Bu sözcük, “Pazarda sıfır gibi bir araba buldum ve onu hemen aldım.” cümlesinde aracın hasarsızlığını, kullanışlılığını, yeniliğini bildiriyor. Yani olumlu anlamda kullanılmıştır. “Sorma, su içsem kilo alıyorum, bütün rejimleri denedim, netice sıfır.” cümlesinde ise “sıfır” sözcüğü “kötü, başarısız, verimsiz” anlamında kullanılmıştır. Yani olumsuz anlamda kullanılmıştır.
6. Kanal
İletinin göndericiden alıcıya ulaştığı yol veya araca kanal denir. İletişimde gönderici iletisini alıcıya söz, yazı, rakam gibi belli araçlar yardımıyla aktarır. İşte iletişimin bir parçası olan bu araçlara kanal adı verilir. Konuşmada kanal sözdür.
7. Filtre
Filtre, alıcının iletiyi kendine göre yorumlama biçimidir. Bu açıdan filtre, algılamayla ilişkili bir öğedir. Algı, kişinin belli bir bilgiyi duyma, anlama ve değerlendirme sürecidir. Kişinin durumu, istekleri, geçmiş yaşamı, önyargıları ile sosyal ve kültürel unsurlar algılamayı etkilemektedir. Tüm bu unsurlar, kişilerin aynı iletiyi farklı yorumlamasına kapı aralamaktadır. Bu durum da iletişimdeki filtre kavramıyla açıklanmaktadır.
8. Dönüt (Geri Bildirim)
Alıcının, göndericiye verdiği tepkiye (cevaba) dönüt denir.

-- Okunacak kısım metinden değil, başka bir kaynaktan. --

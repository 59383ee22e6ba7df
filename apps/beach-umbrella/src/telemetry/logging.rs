use clap::ValueEnum;
use std::fs::OpenOptions;
use std::path::PathBuf;
use std::sync::OnceLock;
use tracing::level_filters::LevelFilter;
use tracing_appender::non_blocking::WorkerGuard;
use tracing_subscriber::EnvFilter;

pub const FILTER_ENV: &str = "UMBRELLA_LOG_FILTER";
pub const TRACE_DEPS_ENV: &str = "UMBRELLA_TRACE_DEPS";

#[derive(Clone, Copy, Debug, Default, ValueEnum, PartialEq, Eq, PartialOrd, Ord)]
pub enum LogLevel {
    Error,
    #[default]
    Warn,
    Info,
    Debug,
    Trace,
}

impl LogLevel {
    pub fn as_str(self) -> &'static str {
        match self {
            LogLevel::Error => "error",
            LogLevel::Warn => "warn",
            LogLevel::Info => "info",
            LogLevel::Debug => "debug",
            LogLevel::Trace => "trace",
        }
    }

    pub fn to_filter(self) -> LevelFilter {
        match self {
            LogLevel::Error => LevelFilter::ERROR,
            LogLevel::Warn => LevelFilter::WARN,
            LogLevel::Info => LevelFilter::INFO,
            LogLevel::Debug => LevelFilter::DEBUG,
            LogLevel::Trace => LevelFilter::TRACE,
        }
    }
}

#[derive(Clone, Debug, Default)]
pub struct LogConfig {
    pub level: LogLevel,
    pub file: Option<PathBuf>,
}

#[derive(thiserror::Error, Debug)]
pub enum InitError {
    #[error("failed to open log file {path:?}: {source}")]
    Io {
        path: PathBuf,
        source: std::io::Error,
    },
    #[error("failed to configure logger: {0}")]
    Configure(String),
}

static INIT: OnceLock<()> = OnceLock::new();
static GUARD: OnceLock<WorkerGuard> = OnceLock::new();

/// Installs the global subscriber. Later calls are no-ops.
pub fn init(config: &LogConfig) -> Result<(), InitError> {
    if INIT.get().is_some() {
        return Ok(());
    }
    install(config)?;
    INIT.set(()).ok();
    Ok(())
}

fn install(config: &LogConfig) -> Result<(), InitError> {
    let (env_filter, throttled_deps) = build_env_filter(config.level.to_filter());

    // the TUI owns stdout, so logs go to a file or stderr
    let (writer, guard) = match &config.file {
        Some(path) => {
            let file = OpenOptions::new()
                .create(true)
                .append(true)
                .open(path)
                .map_err(|source| InitError::Io {
                    path: path.clone(),
                    source,
                })?;
            tracing_appender::non_blocking(file)
        }
        None => tracing_appender::non_blocking(std::io::stderr()),
    };

    let subscriber = tracing_subscriber::fmt()
        .with_env_filter(env_filter)
        .with_level(true)
        .with_target(config.level >= LogLevel::Debug)
        .with_thread_ids(config.level >= LogLevel::Trace)
        .with_ansi(config.file.is_none())
        .with_writer(writer)
        .finish();

    tracing::subscriber::set_global_default(subscriber)
        .map_err(|err| InitError::Configure(err.to_string()))?;

    let _ = GUARD.set(guard);
    if throttled_deps {
        tracing::info!(
            target: "umbrella::client",
            "dependency trace output suppressed; set {TRACE_DEPS_ENV}=1 or {FILTER_ENV} to override"
        );
    }
    Ok(())
}

fn build_env_filter(level: LevelFilter) -> (EnvFilter, bool) {
    if let Ok(filter) = std::env::var(FILTER_ENV) {
        return (EnvFilter::new(filter), false);
    }
    let allow_deps = super::env_truthy(TRACE_DEPS_ENV).unwrap_or(false);
    let (filter, throttled) = default_filter_for(level, allow_deps);
    (EnvFilter::new(filter), throttled)
}

const TRACE_DEP_TARGETS: &[&str] = &["tokio_tungstenite", "tungstenite", "mio", "native_tls"];

fn default_filter_for(level: LevelFilter, allow_deps: bool) -> (String, bool) {
    let base = match level {
        LevelFilter::TRACE => "info,umbrella=trace,beach_umbrella=trace",
        LevelFilter::DEBUG => "info,umbrella=debug,beach_umbrella=debug",
        LevelFilter::INFO => "info",
        LevelFilter::WARN => "warn",
        LevelFilter::ERROR => "error",
        LevelFilter::OFF => "off",
    };
    if level == LevelFilter::TRACE && !allow_deps {
        let mut filter = base.to_owned();
        for target in TRACE_DEP_TARGETS {
            filter.push(',');
            filter.push_str(target);
            filter.push_str("=info");
        }
        (filter, true)
    } else {
        (base.to_owned(), false)
    }
}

Hakan, arkadaşı Caner’e cep telefonundan: “Toplantı başladı mı?” mesajını gönderdi. Caner de onun mesajını: “Hayır, daha başlamadı.” diye cevapladı.
Yukarıdaki iletişimde iletişimi başlatan kişi Hakan’dır. O hâlde Hakan “gönderici (kaynak)” durumundadır. Hakan’ın soru yönelttiği kişi olan Caner ise “alıcı”dır. Gönderici olan Hakan’ın, alıcı olan Caner’e aktardığı “Toplantı başladı mı?” sözü, yani mesajı “ileti”dir. Gönderici, iletisini telefonla aktardığı için burada telefon “kanal” durumundadır. Gönderici ve alıcının sözlerini yansıtan harfler veya dil (Türkçe) “şifre’dir. Alıcının (Caner), göndericiye (Hakan) verdiği “Hayır, daha başlamadı.” cevabı ise bu iletişimdeki “dönüt”ü oluşturmaktadır.